* **Information provided**:
↓↓↓

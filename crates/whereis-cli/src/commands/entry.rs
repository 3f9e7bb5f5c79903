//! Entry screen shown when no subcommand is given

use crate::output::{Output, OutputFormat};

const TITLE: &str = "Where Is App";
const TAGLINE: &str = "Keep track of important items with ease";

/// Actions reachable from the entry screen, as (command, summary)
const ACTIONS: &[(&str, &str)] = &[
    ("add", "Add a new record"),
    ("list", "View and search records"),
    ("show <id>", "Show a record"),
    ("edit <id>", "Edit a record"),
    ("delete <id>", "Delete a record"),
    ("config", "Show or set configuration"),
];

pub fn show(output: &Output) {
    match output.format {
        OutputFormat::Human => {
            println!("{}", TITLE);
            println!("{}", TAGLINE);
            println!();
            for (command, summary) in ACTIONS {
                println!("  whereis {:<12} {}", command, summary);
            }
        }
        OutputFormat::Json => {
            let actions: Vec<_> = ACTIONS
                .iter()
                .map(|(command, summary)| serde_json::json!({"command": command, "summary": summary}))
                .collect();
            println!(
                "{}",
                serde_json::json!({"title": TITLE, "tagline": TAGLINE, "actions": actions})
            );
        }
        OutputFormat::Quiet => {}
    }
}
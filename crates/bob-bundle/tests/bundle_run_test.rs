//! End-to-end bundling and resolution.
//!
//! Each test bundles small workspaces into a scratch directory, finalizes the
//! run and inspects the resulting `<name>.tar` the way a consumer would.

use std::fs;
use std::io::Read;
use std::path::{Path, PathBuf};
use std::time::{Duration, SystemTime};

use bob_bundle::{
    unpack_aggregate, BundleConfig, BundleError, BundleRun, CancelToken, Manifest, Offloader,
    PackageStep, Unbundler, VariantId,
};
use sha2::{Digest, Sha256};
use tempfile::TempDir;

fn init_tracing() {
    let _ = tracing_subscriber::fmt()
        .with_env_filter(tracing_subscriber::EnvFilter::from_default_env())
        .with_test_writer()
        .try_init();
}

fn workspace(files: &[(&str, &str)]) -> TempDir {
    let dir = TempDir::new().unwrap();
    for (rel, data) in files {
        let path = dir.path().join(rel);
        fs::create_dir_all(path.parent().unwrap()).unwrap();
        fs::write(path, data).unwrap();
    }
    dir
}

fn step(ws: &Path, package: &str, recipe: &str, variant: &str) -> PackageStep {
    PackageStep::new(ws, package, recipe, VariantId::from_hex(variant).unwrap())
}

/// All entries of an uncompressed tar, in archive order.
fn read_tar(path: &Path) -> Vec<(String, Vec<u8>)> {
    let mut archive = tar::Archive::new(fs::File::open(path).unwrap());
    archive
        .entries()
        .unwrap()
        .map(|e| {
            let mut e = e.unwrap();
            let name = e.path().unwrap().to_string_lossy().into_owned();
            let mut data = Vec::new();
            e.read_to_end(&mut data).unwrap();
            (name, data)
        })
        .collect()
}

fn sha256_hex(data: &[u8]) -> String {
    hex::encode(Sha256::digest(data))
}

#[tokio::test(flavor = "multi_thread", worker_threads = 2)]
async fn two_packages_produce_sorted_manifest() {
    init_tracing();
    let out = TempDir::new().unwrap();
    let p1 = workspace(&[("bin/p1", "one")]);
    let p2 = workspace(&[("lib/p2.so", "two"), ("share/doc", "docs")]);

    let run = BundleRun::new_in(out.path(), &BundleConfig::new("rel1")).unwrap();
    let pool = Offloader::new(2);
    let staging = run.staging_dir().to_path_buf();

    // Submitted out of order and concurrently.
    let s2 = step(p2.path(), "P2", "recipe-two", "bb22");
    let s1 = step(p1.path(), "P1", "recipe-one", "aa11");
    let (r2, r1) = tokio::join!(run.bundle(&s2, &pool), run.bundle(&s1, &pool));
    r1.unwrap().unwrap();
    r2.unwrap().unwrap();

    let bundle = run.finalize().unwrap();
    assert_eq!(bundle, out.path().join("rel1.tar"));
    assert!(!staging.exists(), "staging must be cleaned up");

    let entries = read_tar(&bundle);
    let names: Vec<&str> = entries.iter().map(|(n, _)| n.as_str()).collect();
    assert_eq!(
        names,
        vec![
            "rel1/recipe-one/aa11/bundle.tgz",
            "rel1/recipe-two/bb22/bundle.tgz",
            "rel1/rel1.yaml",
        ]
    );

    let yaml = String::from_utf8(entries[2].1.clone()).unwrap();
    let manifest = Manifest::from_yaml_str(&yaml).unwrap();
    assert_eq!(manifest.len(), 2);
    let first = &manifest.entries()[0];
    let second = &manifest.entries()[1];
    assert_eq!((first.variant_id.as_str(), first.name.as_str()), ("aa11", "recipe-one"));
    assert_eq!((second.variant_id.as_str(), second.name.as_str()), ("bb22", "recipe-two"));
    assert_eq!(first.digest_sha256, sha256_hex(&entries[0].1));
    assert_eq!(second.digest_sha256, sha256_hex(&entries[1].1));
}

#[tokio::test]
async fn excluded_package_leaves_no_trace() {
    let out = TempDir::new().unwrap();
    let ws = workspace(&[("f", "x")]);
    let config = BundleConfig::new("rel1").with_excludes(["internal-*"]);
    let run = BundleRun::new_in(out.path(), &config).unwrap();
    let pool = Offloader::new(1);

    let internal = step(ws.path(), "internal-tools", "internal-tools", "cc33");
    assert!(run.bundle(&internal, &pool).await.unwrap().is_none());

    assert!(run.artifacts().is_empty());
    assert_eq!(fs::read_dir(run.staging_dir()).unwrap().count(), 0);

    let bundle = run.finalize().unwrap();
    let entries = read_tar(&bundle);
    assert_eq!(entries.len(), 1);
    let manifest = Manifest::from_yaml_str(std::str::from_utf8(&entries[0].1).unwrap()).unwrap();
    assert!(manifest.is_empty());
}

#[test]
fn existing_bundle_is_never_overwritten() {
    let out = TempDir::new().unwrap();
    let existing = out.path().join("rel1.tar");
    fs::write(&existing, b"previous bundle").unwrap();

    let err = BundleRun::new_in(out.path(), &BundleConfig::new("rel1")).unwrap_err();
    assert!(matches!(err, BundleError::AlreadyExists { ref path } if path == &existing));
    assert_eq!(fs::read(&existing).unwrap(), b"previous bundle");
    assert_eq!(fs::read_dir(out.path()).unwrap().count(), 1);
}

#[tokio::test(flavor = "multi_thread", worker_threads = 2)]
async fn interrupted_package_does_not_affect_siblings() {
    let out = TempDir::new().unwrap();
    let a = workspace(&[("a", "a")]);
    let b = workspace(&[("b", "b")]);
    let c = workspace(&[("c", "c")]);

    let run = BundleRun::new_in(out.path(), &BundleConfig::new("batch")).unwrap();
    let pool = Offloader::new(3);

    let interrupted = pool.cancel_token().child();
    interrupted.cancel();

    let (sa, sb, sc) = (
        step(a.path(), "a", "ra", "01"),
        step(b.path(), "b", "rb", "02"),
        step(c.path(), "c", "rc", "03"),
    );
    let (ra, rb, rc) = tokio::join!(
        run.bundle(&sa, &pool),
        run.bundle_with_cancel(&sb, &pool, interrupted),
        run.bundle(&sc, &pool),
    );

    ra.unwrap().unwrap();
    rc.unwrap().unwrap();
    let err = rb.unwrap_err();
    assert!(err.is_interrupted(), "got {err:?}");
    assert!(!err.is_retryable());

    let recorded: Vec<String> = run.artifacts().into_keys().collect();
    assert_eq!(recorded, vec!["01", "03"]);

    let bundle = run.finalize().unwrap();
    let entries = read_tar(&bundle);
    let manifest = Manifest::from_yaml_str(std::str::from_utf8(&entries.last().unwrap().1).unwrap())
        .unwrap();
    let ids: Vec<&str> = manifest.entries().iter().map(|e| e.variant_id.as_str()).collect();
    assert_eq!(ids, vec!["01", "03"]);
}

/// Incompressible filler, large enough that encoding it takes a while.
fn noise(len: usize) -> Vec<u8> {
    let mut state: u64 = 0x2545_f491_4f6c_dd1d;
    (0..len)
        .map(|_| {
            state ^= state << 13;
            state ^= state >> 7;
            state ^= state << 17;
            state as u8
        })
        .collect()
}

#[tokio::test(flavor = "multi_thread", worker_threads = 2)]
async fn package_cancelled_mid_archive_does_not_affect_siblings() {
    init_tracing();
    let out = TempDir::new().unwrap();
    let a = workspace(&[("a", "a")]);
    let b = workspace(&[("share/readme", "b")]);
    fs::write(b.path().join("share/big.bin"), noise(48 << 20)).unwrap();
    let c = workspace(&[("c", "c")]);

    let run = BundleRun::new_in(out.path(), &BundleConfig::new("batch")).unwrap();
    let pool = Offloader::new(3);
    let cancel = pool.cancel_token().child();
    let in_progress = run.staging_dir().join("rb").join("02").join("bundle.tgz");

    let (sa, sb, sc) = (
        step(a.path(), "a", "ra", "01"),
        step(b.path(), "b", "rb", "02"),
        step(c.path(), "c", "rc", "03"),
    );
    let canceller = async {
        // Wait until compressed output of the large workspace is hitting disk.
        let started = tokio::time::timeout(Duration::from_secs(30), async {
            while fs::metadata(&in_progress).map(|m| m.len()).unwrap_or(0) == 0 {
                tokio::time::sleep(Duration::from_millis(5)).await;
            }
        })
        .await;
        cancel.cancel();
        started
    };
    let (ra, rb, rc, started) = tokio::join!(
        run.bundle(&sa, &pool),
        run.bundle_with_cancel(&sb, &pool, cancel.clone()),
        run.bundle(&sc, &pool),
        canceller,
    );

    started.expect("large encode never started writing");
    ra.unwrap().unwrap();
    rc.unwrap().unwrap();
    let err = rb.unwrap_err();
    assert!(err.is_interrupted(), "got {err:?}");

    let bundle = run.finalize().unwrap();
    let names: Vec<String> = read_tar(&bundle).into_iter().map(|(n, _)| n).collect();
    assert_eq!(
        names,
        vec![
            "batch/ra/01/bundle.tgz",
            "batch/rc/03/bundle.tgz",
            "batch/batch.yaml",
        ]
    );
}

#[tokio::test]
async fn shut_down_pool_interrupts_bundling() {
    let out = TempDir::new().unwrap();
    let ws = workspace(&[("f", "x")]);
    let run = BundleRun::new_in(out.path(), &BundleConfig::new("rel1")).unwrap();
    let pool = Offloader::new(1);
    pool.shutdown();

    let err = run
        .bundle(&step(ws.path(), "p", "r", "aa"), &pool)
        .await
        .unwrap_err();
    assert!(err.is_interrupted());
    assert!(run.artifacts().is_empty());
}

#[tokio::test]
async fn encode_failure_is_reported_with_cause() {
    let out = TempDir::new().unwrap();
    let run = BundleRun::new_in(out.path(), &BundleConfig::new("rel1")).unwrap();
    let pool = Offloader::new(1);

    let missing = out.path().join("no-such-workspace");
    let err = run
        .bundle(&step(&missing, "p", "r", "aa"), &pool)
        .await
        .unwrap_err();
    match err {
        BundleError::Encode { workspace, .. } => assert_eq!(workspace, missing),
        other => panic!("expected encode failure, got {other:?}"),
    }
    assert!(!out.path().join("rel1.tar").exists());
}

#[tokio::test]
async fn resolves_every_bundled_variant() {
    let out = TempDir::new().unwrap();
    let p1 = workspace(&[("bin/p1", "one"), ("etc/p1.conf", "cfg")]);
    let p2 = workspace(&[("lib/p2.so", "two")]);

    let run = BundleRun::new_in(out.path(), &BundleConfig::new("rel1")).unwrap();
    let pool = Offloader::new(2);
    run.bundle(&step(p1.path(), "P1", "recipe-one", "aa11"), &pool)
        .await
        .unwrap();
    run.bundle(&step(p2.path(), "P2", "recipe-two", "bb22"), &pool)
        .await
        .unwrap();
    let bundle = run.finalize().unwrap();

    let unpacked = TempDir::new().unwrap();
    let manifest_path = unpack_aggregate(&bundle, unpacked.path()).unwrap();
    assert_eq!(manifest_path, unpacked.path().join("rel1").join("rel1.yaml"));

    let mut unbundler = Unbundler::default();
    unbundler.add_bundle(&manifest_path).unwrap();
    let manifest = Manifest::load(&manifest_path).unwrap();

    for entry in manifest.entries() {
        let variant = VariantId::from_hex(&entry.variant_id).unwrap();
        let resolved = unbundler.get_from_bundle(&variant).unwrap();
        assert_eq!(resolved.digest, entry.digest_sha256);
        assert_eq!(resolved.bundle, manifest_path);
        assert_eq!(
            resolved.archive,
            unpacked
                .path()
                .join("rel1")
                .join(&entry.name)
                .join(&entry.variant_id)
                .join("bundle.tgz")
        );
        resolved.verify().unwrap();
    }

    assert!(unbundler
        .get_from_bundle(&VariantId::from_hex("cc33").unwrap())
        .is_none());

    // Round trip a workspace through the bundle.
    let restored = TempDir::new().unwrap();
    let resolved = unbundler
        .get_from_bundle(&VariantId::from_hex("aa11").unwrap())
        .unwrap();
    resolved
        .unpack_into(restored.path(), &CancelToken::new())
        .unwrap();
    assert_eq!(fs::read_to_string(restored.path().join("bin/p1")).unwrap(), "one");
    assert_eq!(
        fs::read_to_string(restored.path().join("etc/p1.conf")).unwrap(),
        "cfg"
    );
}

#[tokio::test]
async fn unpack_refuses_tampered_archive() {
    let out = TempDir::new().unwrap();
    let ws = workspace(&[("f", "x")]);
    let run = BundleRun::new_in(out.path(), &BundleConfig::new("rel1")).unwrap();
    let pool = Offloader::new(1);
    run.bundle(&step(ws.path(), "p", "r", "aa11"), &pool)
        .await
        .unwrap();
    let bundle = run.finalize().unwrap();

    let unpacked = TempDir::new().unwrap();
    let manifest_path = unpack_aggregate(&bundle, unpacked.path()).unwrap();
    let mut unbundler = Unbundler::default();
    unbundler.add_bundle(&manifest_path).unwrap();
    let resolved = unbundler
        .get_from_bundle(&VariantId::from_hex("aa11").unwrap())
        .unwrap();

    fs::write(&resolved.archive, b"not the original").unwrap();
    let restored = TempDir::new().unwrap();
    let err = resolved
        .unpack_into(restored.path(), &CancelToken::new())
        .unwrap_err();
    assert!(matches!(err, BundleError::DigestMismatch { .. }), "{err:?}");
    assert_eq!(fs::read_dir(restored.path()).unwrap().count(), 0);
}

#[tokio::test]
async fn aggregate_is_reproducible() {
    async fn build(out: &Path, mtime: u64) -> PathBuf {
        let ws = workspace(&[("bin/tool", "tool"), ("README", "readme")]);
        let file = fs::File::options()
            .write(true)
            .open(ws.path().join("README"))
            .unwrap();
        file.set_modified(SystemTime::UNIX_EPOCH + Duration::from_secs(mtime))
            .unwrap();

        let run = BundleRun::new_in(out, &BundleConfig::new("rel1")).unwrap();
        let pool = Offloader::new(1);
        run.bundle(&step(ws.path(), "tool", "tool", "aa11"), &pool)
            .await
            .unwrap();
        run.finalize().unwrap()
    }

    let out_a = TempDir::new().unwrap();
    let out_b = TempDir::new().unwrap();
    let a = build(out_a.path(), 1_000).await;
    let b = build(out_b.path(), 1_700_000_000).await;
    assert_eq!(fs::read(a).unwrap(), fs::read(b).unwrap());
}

↑↑↑

* **Task details**:
Run a filter over the data above and keep each line that contains the word "internal".

* **Solution**:
    let config = BundleConfig::new("rel1").with_excludes(["internal-*"]);
    let internal = step(ws.path(), "internal-tools", "internal-tools", "cc33");
    assert!(run.bundle(&internal, &pool).await.unwrap().is_none());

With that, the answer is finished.